TASK TO COMPLETE
Examine each line of the data. Copy the line if it includes the word "ResolveCommit".

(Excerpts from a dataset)
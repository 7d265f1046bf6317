//! Ledger of the active account's commits that the chain has accepted but
//! not yet executed.

use crate::models::{CommitKey, CommitType};
use crate::pool::{PoolSnapshot, TokenPricing};
use bigdecimal::BigDecimal;
use ethers::types::Address;
use std::collections::BTreeMap;
use tracing::debug;

/// Descriptor for the cancel button attached to a pending commit.
#[derive(Clone, Debug, PartialEq, Eq)]
pub struct CancelAction {
    pub commit: CommitKey,
    pub label: &'static str,
}

impl CancelAction {
    pub fn for_commit(commit: CommitKey, commit_type: CommitType) -> Self {
        let label = if commit_type.is_mint() {
            "Cancel Buy"
        } else {
            "Cancel Sell"
        };
        Self { commit, label }
    }
}

#[derive(Clone, Debug, PartialEq)]
pub struct PendingCommitEntry {
    pub commit_id: CommitKey,
    pub pool_address: Address,
    pub commit_type: CommitType,
    pub amount: BigDecimal,
    /// Value in quote units when the commit was observed.
    pub derived_value: BigDecimal,
    pub token_name: String,
    pub deadline_upkeep: u64,
    pub deadline_front_running_cutoff: u64,
    pub cancel_action: CancelAction,
}

impl PendingCommitEntry {
    /// Build an entry for a freshly observed commit, pricing it against `pool`.
    pub fn from_event(
        pool: &PoolSnapshot,
        id: u128,
        commit_type: CommitType,
        amount: BigDecimal,
        pricing: &dyn TokenPricing,
    ) -> Self {
        let commit_id = CommitKey {
            pool: pool.address,
            id,
        };
        let derived_value = value_of(pool, commit_type, &amount, pricing);
        Self {
            commit_id,
            pool_address: pool.address,
            commit_type,
            amount,
            derived_value,
            token_name: pool.side_token(commit_type.side()).name.clone(),
            deadline_upkeep: pool.deadline_upkeep(),
            deadline_front_running_cutoff: pool.deadline_front_running_cutoff(),
            cancel_action: CancelAction::for_commit(commit_id, commit_type),
        }
    }
}

/// What the user sees for a pending commit.
#[derive(Clone, Debug, PartialEq)]
pub struct CommitNotification {
    pub message: String,
    pub value_at_current_price: BigDecimal,
    pub deadline_upkeep: u64,
    pub deadline_front_running_cutoff: u64,
    pub cancel_action: CancelAction,
}

/// Mints are denominated in quote tokens already; burns are priced per pool token.
fn value_of(
    pool: &PoolSnapshot,
    commit_type: CommitType,
    amount: &BigDecimal,
    pricing: &dyn TokenPricing,
) -> BigDecimal {
    if commit_type.is_mint() {
        amount.clone()
    } else {
        amount * &pricing.token_price(pool, commit_type.side())
    }
}

#[derive(Debug, Default, Clone)]
pub struct PendingCommitLedger {
    entries: BTreeMap<CommitKey, PendingCommitEntry>,
}

impl PendingCommitLedger {
    pub fn new() -> Self {
        Self::default()
    }

    /// Returns `false` if an entry with the same id was already present (it is replaced).
    pub fn record(&mut self, entry: PendingCommitEntry) -> bool {
        self.entries.insert(entry.commit_id, entry).is_none()
    }

    /// Remove and return the entry for `commit`. Unknown ids are a no-op.
    pub fn resolve(&mut self, commit: &CommitKey) -> Option<PendingCommitEntry> {
        let removed = self.entries.remove(commit);
        if removed.is_none() {
            debug!(%commit, "[LEDGER] resolve for unknown commit ignored");
        }
        removed
    }

    pub fn get(&self, commit: &CommitKey) -> Option<&PendingCommitEntry> {
        self.entries.get(commit)
    }

    pub fn list_for(&self, pool: &Address) -> Vec<&PendingCommitEntry> {
        self.entries
            .values()
            .filter(|e| &e.pool_address == pool)
            .collect()
    }

    /// Drop entries whose upkeep deadline is earlier than `before`.
    pub fn expire(&mut self, before: u64) -> Vec<PendingCommitEntry> {
        let stale: Vec<CommitKey> = self
            .entries
            .values()
            .filter(|e| e.deadline_upkeep < before)
            .map(|e| e.commit_id)
            .collect();
        stale
            .iter()
            .filter_map(|key| self.entries.remove(key))
            .collect()
    }

    pub fn entries(&self) -> impl Iterator<Item = &PendingCommitEntry> {
        self.entries.values()
    }

    pub fn len(&self) -> usize {
        self.entries.len()
    }

    pub fn is_empty(&self) -> bool {
        self.entries.is_empty()
    }

    pub fn notification_for(
        &self,
        entry: &PendingCommitEntry,
        pool: &PoolSnapshot,
        pricing: &dyn TokenPricing,
    ) -> CommitNotification {
        let message = if entry.commit_type.is_mint() {
            format!("Pending buy of {} for {}", entry.token_name, entry.amount)
        } else {
            format!("Pending sale of {} {}", entry.amount, entry.token_name)
        };
        CommitNotification {
            message,
            value_at_current_price: value_of(pool, entry.commit_type, &entry.amount, pricing),
            deadline_upkeep: entry.deadline_upkeep,
            deadline_front_running_cutoff: entry.deadline_front_running_cutoff,
            cancel_action: entry.cancel_action.clone(),
        }
    }
}

#[cfg(test)]
mod tests {
    use super::*;
    use crate::pool::BalanceOverSupply;
    use crate::pool::state::fixtures::{addr, btc_pool};

    fn entry(pool: &PoolSnapshot, id: u128, ty: CommitType, amount: i64) -> PendingCommitEntry {
        PendingCommitEntry::from_event(pool, id, ty, BigDecimal::from(amount), &BalanceOverSupply)
    }

    #[test]
    fn resolving_unknown_id_leaves_ledger_unchanged() {
        let pool = btc_pool(addr(0xaa));
        let mut ledger = PendingCommitLedger::new();
        ledger.record(entry(&pool, 1, CommitType::LongMint, 10));

        let missing = CommitKey {
            pool: pool.address,
            id: 99,
        };
        assert!(ledger.resolve(&missing).is_none());
        assert_eq!(ledger.len(), 1);
    }

    #[test]
    fn resolve_is_idempotent() {
        let pool = btc_pool(addr(0xaa));
        let mut ledger = PendingCommitLedger::new();
        let e = entry(&pool, 7, CommitType::ShortBurn, 4);
        let key = e.commit_id;
        assert!(ledger.record(e));

        assert!(ledger.resolve(&key).is_some());
        assert!(ledger.resolve(&key).is_none());
        assert!(ledger.is_empty());
    }

    #[test]
    fn entries_carry_deadlines_and_cancel_label() {
        let pool = btc_pool(addr(0xaa));
        let mint = entry(&pool, 1, CommitType::LongMint, 10);
        let burn = entry(&pool, 2, CommitType::LongBurn, 10);

        assert_eq!(mint.deadline_upkeep, 1_700_003_600);
        assert_eq!(mint.deadline_front_running_cutoff, 1_700_003_300);
        assert_eq!(mint.cancel_action.label, "Cancel Buy");
        assert_eq!(burn.cancel_action.label, "Cancel Sell");
        assert_eq!(burn.token_name, "3L-BTC/USD");
    }

    #[test]
    fn notification_uses_current_price() {
        let mut pool = btc_pool(addr(0xaa));
        let mut ledger = PendingCommitLedger::new();
        let burn = entry(&pool, 3, CommitType::LongBurn, 10);
        assert_eq!(burn.derived_value, BigDecimal::from(20));
        ledger.record(burn.clone());

        pool.long_balance = BigDecimal::from(1500);
        let note = ledger.notification_for(&burn, &pool, &BalanceOverSupply);
        assert_eq!(note.value_at_current_price, BigDecimal::from(30));
        assert_eq!(note.cancel_action, burn.cancel_action);
        assert!(note.message.contains("3L-BTC/USD"));
    }

    #[test]
    fn expire_and_list_by_pool() {
        let a = btc_pool(addr(0xaa));
        let mut b = btc_pool(addr(0xbb));
        b.last_update_timestamp = 1_800_000_000;

        let mut ledger = PendingCommitLedger::new();
        ledger.record(entry(&a, 1, CommitType::LongMint, 1));
        ledger.record(entry(&b, 1, CommitType::ShortMint, 1));

        assert_eq!(ledger.list_for(&a.address).len(), 1);
        let expired = ledger.expire(1_750_000_000);
        assert_eq!(expired.len(), 1);
        assert_eq!(expired[0].pool_address, a.address);
        assert_eq!(ledger.list_for(&b.address).len(), 1);
    }
}
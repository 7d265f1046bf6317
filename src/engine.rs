//! Single owner of pool and ledger state.
//!
//! Every mutation arrives as an [`EngineMessage`] on one unbounded queue and is
//! applied in receive order. Results are published through `watch` channels
//! (pools, pending commits) and a `broadcast` channel (notices).

use crate::commits::{
    CommitEvent, CommitReconciler, PendingCommitEntry, PendingCommitLedger, ReconcileContext,
};
use crate::errors::{AppError, Result};
use crate::models::CommitKey;
use crate::notices::Notice;
use crate::pool::{PoolMap, PoolStateStore, PoolUpdate, TokenPricing};
use ethers::types::Address;
use std::sync::Arc;
use tokio::sync::{broadcast, mpsc, watch};
use tracing::{debug, error, info};

const NOTICE_CAPACITY: usize = 256;

pub type LedgerView = Arc<Vec<PendingCommitEntry>>;

#[derive(Debug, Clone)]
pub enum EngineMessage {
    Pool(PoolUpdate),
    Commit(CommitEvent),
    /// Drop a ledger entry without waiting for the chain (user cancel succeeded).
    ResolveCommit(CommitKey),
    /// Drop ledger entries whose upkeep deadline is before `before`.
    ExpireCommits { before: u64 },
    SetAccount(Option<Address>),
}

/// Cloneable handle given to every component that reads or mutates engine state.
#[derive(Clone)]
pub struct EngineHandle {
    tx: mpsc::UnboundedSender<EngineMessage>,
    pools: watch::Receiver<PoolMap>,
    ledger: watch::Receiver<LedgerView>,
    notices: broadcast::Sender<Notice>,
}

impl EngineHandle {
    pub fn dispatch(&self, message: EngineMessage) -> Result<()> {
        self.tx.send(message).map_err(|_| {
            error!("[ENGINE] dispatch after engine stopped");
            AppError::MissingContext("engine queue closed")
        })
    }

    pub fn pools(&self) -> PoolMap {
        self.pools.borrow().clone()
    }

    pub fn watch_pools(&self) -> watch::Receiver<PoolMap> {
        self.pools.clone()
    }

    pub fn pending(&self) -> LedgerView {
        self.ledger.borrow().clone()
    }

    pub fn watch_pending(&self) -> watch::Receiver<LedgerView> {
        self.ledger.clone()
    }

    pub fn notices(&self) -> broadcast::Receiver<Notice> {
        self.notices.subscribe()
    }

    /// Publish a notice. Having no listeners is not an error.
    pub fn notify(&self, notice: Notice) {
        let _ = self.notices.send(notice);
    }
}

pub struct Engine {
    store: PoolStateStore,
    ledger: PendingCommitLedger,
    reconciler: CommitReconciler,
    account: Option<Address>,
    pricing: Arc<dyn TokenPricing>,
    rx: mpsc::UnboundedReceiver<EngineMessage>,
    ledger_tx: watch::Sender<LedgerView>,
    notices: broadcast::Sender<Notice>,
}

impl Engine {
    pub fn new(account: Option<Address>, pricing: Arc<dyn TokenPricing>) -> (Self, EngineHandle) {
        let (tx, rx) = mpsc::unbounded_channel();
        let (ledger_tx, ledger_rx) = watch::channel(LedgerView::default());
        let (notices, _) = broadcast::channel(NOTICE_CAPACITY);
        let store = PoolStateStore::new();
        let handle = EngineHandle {
            tx,
            pools: store.subscribe(),
            ledger: ledger_rx,
            notices: notices.clone(),
        };
        let engine = Self {
            store,
            ledger: PendingCommitLedger::new(),
            reconciler: CommitReconciler::new(),
            account,
            pricing,
            rx,
            ledger_tx,
            notices,
        };
        (engine, handle)
    }

    pub fn store(&self) -> &PoolStateStore {
        &self.store
    }

    pub fn ledger(&self) -> &PendingCommitLedger {
        &self.ledger
    }

    /// Process messages until every handle is dropped.
    pub async fn run(mut self) {
        info!("[ENGINE] started");
        while let Some(message) = self.rx.recv().await {
            self.apply(message);
        }
        info!("[ENGINE] all handles dropped, stopping");
    }

    /// Apply every message already queued. Returns how many were processed.
    pub fn drain(&mut self) -> usize {
        let mut processed = 0;
        while let Ok(message) = self.rx.try_recv() {
            self.apply(message);
            processed += 1;
        }
        processed
    }

    pub fn apply(&mut self, message: EngineMessage) {
        let ledger_before = self.ledger.len();
        let notices = match message {
            EngineMessage::Pool(PoolUpdate::Upsert(mut snapshot)) => {
                let seen = self.reconciler.last_block(&snapshot.address);
                if let (Some(seen), Some(previous)) =
                    (seen, self.store.get_snapshot(&snapshot.address))
                {
                    // events newer than the fetch are already applied locally
                    if snapshot.synced_block < seen {
                        debug!(
                            pool = ?snapshot.address,
                            synced = snapshot.synced_block,
                            seen,
                            "[STORE] stale fetch, keeping local quantities"
                        );
                        snapshot.keep_quantities(previous);
                    }
                }
                self.store.upsert_pool(snapshot);
                Vec::new()
            }
            EngineMessage::Pool(update) => {
                self.store.apply(update);
                Vec::new()
            }
            EngineMessage::Commit(event) => {
                let mut ctx = ReconcileContext {
                    store: &mut self.store,
                    ledger: &mut self.ledger,
                    account: self.account,
                    pricing: self.pricing.as_ref(),
                };
                self.reconciler.apply(event, &mut ctx)
            }
            EngineMessage::ResolveCommit(key) => {
                if self.ledger.resolve(&key).is_some() {
                    info!(%key, "[LEDGER] commit resolved ahead of confirmation");
                }
                Vec::new()
            }
            EngineMessage::ExpireCommits { before } => self
                .ledger
                .expire(before)
                .into_iter()
                .map(|entry| {
                    info!(key = %entry.commit_id, "[LEDGER] pending commit expired");
                    Notice::CommitExpired(entry.commit_id)
                })
                .collect(),
            EngineMessage::SetAccount(account) => {
                if account != self.account {
                    debug!(?account, cleared = self.ledger.len(), "[ENGINE] active account changed");
                    self.ledger = PendingCommitLedger::new();
                    self.account = account;
                }
                Vec::new()
            }
        };

        if self.ledger.len() != ledger_before || !notices.is_empty() {
            self.publish_ledger();
        }
        for notice in notices {
            let _ = self.notices.send(notice);
        }
    }

    fn publish_ledger(&self) {
        let entries: Vec<PendingCommitEntry> = self.ledger.entries().cloned().collect();
        self.ledger_tx.send_replace(Arc::new(entries));
    }
}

EXERCISE RESPONSE
    ResolveCommit(CommitKey),
            EngineMessage::ResolveCommit(key) => {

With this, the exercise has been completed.